■ **Data extract**

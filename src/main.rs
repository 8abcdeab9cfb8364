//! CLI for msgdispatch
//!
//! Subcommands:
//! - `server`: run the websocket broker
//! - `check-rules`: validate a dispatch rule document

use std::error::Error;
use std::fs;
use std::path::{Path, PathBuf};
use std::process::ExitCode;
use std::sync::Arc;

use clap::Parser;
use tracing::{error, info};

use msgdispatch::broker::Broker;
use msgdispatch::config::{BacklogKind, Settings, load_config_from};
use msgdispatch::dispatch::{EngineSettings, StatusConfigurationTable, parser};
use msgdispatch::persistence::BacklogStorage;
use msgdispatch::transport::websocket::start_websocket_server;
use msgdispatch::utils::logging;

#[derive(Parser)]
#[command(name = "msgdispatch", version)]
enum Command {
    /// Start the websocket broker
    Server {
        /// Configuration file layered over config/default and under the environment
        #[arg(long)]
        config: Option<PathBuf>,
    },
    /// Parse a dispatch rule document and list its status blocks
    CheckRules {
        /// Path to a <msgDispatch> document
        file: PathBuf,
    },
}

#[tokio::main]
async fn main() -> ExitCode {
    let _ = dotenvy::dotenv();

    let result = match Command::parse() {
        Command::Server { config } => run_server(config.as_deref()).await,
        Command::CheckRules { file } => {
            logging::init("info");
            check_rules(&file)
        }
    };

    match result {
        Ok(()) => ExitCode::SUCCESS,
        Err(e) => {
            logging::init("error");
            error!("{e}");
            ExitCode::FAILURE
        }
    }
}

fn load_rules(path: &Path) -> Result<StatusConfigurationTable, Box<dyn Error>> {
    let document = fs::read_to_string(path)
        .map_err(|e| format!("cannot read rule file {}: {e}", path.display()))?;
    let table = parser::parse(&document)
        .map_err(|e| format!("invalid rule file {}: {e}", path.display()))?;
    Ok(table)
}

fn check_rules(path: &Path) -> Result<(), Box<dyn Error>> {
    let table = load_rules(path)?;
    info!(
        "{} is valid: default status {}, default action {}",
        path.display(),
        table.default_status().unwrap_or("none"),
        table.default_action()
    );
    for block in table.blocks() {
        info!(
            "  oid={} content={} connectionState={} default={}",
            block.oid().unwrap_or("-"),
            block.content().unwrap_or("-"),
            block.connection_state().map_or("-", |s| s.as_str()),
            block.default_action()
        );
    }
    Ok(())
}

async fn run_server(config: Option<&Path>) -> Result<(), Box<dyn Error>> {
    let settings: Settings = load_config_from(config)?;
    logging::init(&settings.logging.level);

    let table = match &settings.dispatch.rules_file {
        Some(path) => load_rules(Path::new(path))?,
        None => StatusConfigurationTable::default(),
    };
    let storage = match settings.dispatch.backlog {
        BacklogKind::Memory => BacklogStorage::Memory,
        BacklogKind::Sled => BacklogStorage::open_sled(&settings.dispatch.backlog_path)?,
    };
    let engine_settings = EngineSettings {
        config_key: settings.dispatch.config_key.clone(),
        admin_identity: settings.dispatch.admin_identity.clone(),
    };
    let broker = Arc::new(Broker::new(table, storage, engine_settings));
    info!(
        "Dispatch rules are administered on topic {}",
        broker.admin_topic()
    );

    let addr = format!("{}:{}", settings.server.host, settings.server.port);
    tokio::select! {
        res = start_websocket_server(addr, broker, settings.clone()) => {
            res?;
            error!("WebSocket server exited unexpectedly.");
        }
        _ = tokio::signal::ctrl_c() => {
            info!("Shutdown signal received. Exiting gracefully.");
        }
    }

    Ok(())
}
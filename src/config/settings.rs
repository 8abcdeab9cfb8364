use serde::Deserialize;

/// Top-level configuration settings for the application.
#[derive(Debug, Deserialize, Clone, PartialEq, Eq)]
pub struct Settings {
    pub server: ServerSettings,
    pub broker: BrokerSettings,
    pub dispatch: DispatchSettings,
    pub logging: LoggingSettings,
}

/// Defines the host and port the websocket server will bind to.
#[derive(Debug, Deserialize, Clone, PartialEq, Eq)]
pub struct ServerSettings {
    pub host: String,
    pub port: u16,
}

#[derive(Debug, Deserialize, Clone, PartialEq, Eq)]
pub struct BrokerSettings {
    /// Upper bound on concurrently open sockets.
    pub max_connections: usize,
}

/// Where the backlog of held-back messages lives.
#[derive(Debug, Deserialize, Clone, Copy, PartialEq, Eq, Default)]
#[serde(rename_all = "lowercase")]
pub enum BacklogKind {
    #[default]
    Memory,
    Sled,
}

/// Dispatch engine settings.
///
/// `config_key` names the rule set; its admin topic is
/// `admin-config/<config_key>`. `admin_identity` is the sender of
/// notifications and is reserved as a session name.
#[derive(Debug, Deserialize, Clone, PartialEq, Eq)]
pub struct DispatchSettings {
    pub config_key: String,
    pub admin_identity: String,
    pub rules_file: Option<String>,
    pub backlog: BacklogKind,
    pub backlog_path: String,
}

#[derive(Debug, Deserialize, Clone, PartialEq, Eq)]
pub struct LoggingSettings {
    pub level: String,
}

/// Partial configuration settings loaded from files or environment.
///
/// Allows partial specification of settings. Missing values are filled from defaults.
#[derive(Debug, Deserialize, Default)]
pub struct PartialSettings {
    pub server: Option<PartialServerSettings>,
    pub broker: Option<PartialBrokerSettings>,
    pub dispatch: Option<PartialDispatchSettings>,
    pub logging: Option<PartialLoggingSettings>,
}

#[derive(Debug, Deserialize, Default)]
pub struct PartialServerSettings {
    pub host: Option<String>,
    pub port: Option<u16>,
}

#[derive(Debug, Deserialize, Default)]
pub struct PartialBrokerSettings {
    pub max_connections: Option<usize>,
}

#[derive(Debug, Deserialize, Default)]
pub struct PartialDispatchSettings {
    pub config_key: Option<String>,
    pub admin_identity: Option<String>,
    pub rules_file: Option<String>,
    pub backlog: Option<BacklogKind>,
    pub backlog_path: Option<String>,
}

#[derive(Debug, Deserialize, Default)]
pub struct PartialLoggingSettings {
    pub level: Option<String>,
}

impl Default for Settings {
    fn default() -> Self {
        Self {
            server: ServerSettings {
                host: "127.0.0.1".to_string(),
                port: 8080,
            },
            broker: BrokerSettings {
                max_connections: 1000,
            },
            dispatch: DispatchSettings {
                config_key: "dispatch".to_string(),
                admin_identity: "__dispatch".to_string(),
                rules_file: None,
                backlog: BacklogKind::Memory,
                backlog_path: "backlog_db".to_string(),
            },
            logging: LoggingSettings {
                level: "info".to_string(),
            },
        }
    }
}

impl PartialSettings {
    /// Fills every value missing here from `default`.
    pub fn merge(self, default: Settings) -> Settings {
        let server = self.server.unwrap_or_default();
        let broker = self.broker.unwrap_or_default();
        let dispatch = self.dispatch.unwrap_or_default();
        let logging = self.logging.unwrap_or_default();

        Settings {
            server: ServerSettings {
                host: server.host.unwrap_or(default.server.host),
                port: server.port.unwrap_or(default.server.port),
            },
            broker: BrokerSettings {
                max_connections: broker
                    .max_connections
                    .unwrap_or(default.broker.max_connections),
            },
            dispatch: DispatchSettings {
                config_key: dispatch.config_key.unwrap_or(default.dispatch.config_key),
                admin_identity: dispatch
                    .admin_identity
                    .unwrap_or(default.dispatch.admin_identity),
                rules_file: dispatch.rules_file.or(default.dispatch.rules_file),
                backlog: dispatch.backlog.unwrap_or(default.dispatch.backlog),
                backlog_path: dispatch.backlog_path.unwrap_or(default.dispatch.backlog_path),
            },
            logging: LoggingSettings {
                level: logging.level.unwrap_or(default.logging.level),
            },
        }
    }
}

■ **Exercise requirements**
All of the lines above must be returned exactly.

■ **Finished task**
filename src/main.rs
repository 8abcdeab9cfb8364
//! CLI for msgdispatch
//!
//! Subcommands:
//! - `server`: run the websocket broker
//! - `check-rules`: validate a dispatch rule document

use std::error::Error;
use std::fs;
use std::path::{Path, PathBuf};
use std::process::ExitCode;
use std::sync::Arc;

use clap::Parser;
use tracing::{error, info};

use msgdispatch::broker::Broker;
use msgdispatch::config::{BacklogKind, Settings, load_config_from};
use msgdispatch::dispatch::{EngineSettings, StatusConfigurationTable, parser};
use msgdispatch::persistence::BacklogStorage;
use msgdispatch::transport::websocket::start_websocket_server;
use msgdispatch::utils::logging;

#[derive(Parser)]
#[command(name = "msgdispatch", version)]
enum Command {
    /// Start the websocket broker
    Server {
        /// Configuration file layered over config/default and under the environment
        #[arg(long)]
        config: Option<PathBuf>,
    },
    /// Parse a dispatch rule document and list its status blocks
    CheckRules {
        /// Path to a <msgDispatch> document
        file: PathBuf,
    },
}

#[tokio::main]
async fn main() -> ExitCode {
    let _ = dotenvy::dotenv();

    let result = match Command::parse() {
        Command::Server { config } => run_server(config.as_deref()).await,
        Command::CheckRules { file } => {
            logging::init("info");
            check_rules(&file)
        }
    };

    match result {
        Ok(()) => ExitCode::SUCCESS,
        Err(e) => {
            logging::init("error");
            error!("{e}");
            ExitCode::FAILURE
        }
    }
}

fn load_rules(path: &Path) -> Result<StatusConfigurationTable, Box<dyn Error>> {
    let document = fs::read_to_string(path)
        .map_err(|e| format!("cannot read rule file {}: {e}", path.display()))?;
    let table = parser::parse(&document)
        .map_err(|e| format!("invalid rule file {}: {e}", path.display()))?;
    Ok(table)
}

fn check_rules(path: &Path) -> Result<(), Box<dyn Error>> {
    let table = load_rules(path)?;
    info!(
        "{} is valid: default status {}, default action {}",
        path.display(),
        table.default_status().unwrap_or("none"),
        table.default_action()
    );
    for block in table.blocks() {
        info!(
            "  oid={} content={} connectionState={} default={}",
            block.oid().unwrap_or("-"),
            block.content().unwrap_or("-"),
            block.connection_state().map_or("-", |s| s.as_str()),
            block.default_action()
        );
    }
    Ok(())
}

async fn run_server(config: Option<&Path>) -> Result<(), Box<dyn Error>> {
    let settings: Settings = load_config_from(config)?;
    logging::init(&settings.logging.level);

    let table = match &settings.dispatch.rules_file {
        Some(path) => load_rules(Path::new(path))?,
        None => StatusConfigurationTable::default(),
    };
    let storage = match settings.dispatch.backlog {
        BacklogKind::Memory => BacklogStorage::Memory,
        BacklogKind::Sled => BacklogStorage::open_sled(&settings.dispatch.backlog_path)?,
    };
    let engine_settings = EngineSettings {
        config_key: settings.dispatch.config_key.clone(),
        admin_identity: settings.dispatch.admin_identity.clone(),
    };
    let broker = Arc::new(Broker::new(table, storage, engine_settings));
    info!(
        "Dispatch rules are administered on topic {}",
        broker.admin_topic()
    );

    let addr = format!("{}:{}", settings.server.host, settings.server.port);
    tokio::select! {
        res = start_websocket_server(addr, broker, settings.clone()) => {
            res?;
            error!("WebSocket server exited unexpectedly.");
        }
        _ = tokio::signal::ctrl_c() => {
            info!("Shutdown signal received. Exiting gracefully.");
        }
    }

    Ok(())
}
filename src/config/settings.rs
repository 8abcdeab9cfb8364
use serde::Deserialize;

/// Top-level configuration settings for the application.
#[derive(Debug, Deserialize, Clone, PartialEq, Eq)]
pub struct Settings {
    pub server: ServerSettings,
    pub broker: BrokerSettings,
    pub dispatch: DispatchSettings,
    pub logging: LoggingSettings,
}

/// Defines the host and port the websocket server will bind to.
#[derive(Debug, Deserialize, Clone, PartialEq, Eq)]
pub struct ServerSettings {
    pub host: String,
    pub port: u16,
}

#[derive(Debug, Deserialize, Clone, PartialEq, Eq)]
pub struct BrokerSettings {
    /// Upper bound on concurrently open sockets.
    pub max_connections: usize,
}

/// Where the backlog of held-back messages lives.
#[derive(Debug, Deserialize, Clone, Copy, PartialEq, Eq, Default)]
#[serde(rename_all = "lowercase")]
pub enum BacklogKind {
    #[default]
    Memory,
    Sled,
}

/// Dispatch engine settings.
///
/// `config_key` names the rule set; its admin topic is
/// `admin-config/<config_key>`. `admin_identity` is the sender of
/// notifications and is reserved as a session name.
#[derive(Debug, Deserialize, Clone, PartialEq, Eq)]
pub struct DispatchSettings {
    pub config_key: String,
    pub admin_identity: String,
    pub rules_file: Option<String>,
    pub backlog: BacklogKind,
    pub backlog_path: String,
}

#[derive(Debug, Deserialize, Clone, PartialEq, Eq)]
pub struct LoggingSettings {
    pub level: String,
}

/// Partial configuration settings loaded from files or environment.
///
/// Allows partial specification of settings. Missing values are filled from defaults.
#[derive(Debug, Deserialize, Default)]
pub struct PartialSettings {
    pub server: Option<PartialServerSettings>,
    pub broker: Option<PartialBrokerSettings>,
    pub dispatch: Option<PartialDispatchSettings>,
    pub logging: Option<PartialLoggingSettings>,
}

#[derive(Debug, Deserialize, Default)]
pub struct PartialServerSettings {
    pub host: Option<String>,
    pub port: Option<u16>,
}

#[derive(Debug, Deserialize, Default)]
pub struct PartialBrokerSettings {
    pub max_connections: Option<usize>,
}

#[derive(Debug, Deserialize, Default)]
pub struct PartialDispatchSettings {
    pub config_key: Option<String>,
    pub admin_identity: Option<String>,
    pub rules_file: Option<String>,
    pub backlog: Option<BacklogKind>,
    pub backlog_path: Option<String>,
}

#[derive(Debug, Deserialize, Default)]
pub struct PartialLoggingSettings {
    pub level: Option<String>,
}

impl Default for Settings {
    fn default() -> Self {
        Self {
            server: ServerSettings {
                host: "127.0.0.1".to_string(),
                port: 8080,
            },
            broker: BrokerSettings {
                max_connections: 1000,
            },
            dispatch: DispatchSettings {
                config_key: "dispatch".to_string(),
                admin_identity: "__dispatch".to_string(),
                rules_file: None,
                backlog: BacklogKind::Memory,
                backlog_path: "backlog_db".to_string(),
            },
            logging: LoggingSettings {
                level: "info".to_string(),
            },
        }
    }
}

impl PartialSettings {
    /// Fills every value missing here from `default`.
    pub fn merge(self, default: Settings) -> Settings {
        let server = self.server.unwrap_or_default();
        let broker = self.broker.unwrap_or_default();
        let dispatch = self.dispatch.unwrap_or_default();
        let logging = self.logging.unwrap_or_default();

        Settings {
            server: ServerSettings {
                host: server.host.unwrap_or(default.server.host),
                port: server.port.unwrap_or(default.server.port),
            },
            broker: BrokerSettings {
                max_connections: broker
                    .max_connections
                    .unwrap_or(default.broker.max_connections),
            },
            dispatch: DispatchSettings {
                config_key: dispatch.config_key.unwrap_or(default.dispatch.config_key),
                admin_identity: dispatch
                    .admin_identity
                    .unwrap_or(default.dispatch.admin_identity),
                rules_file: dispatch.rules_file.or(default.dispatch.rules_file),
                backlog: dispatch.backlog.unwrap_or(default.dispatch.backlog),
                backlog_path: dispatch.backlog_path.unwrap_or(default.dispatch.backlog_path),
            },
            logging: LoggingSettings {
                level: logging.level.unwrap_or(default.logging.level),
            },
        }
    }
}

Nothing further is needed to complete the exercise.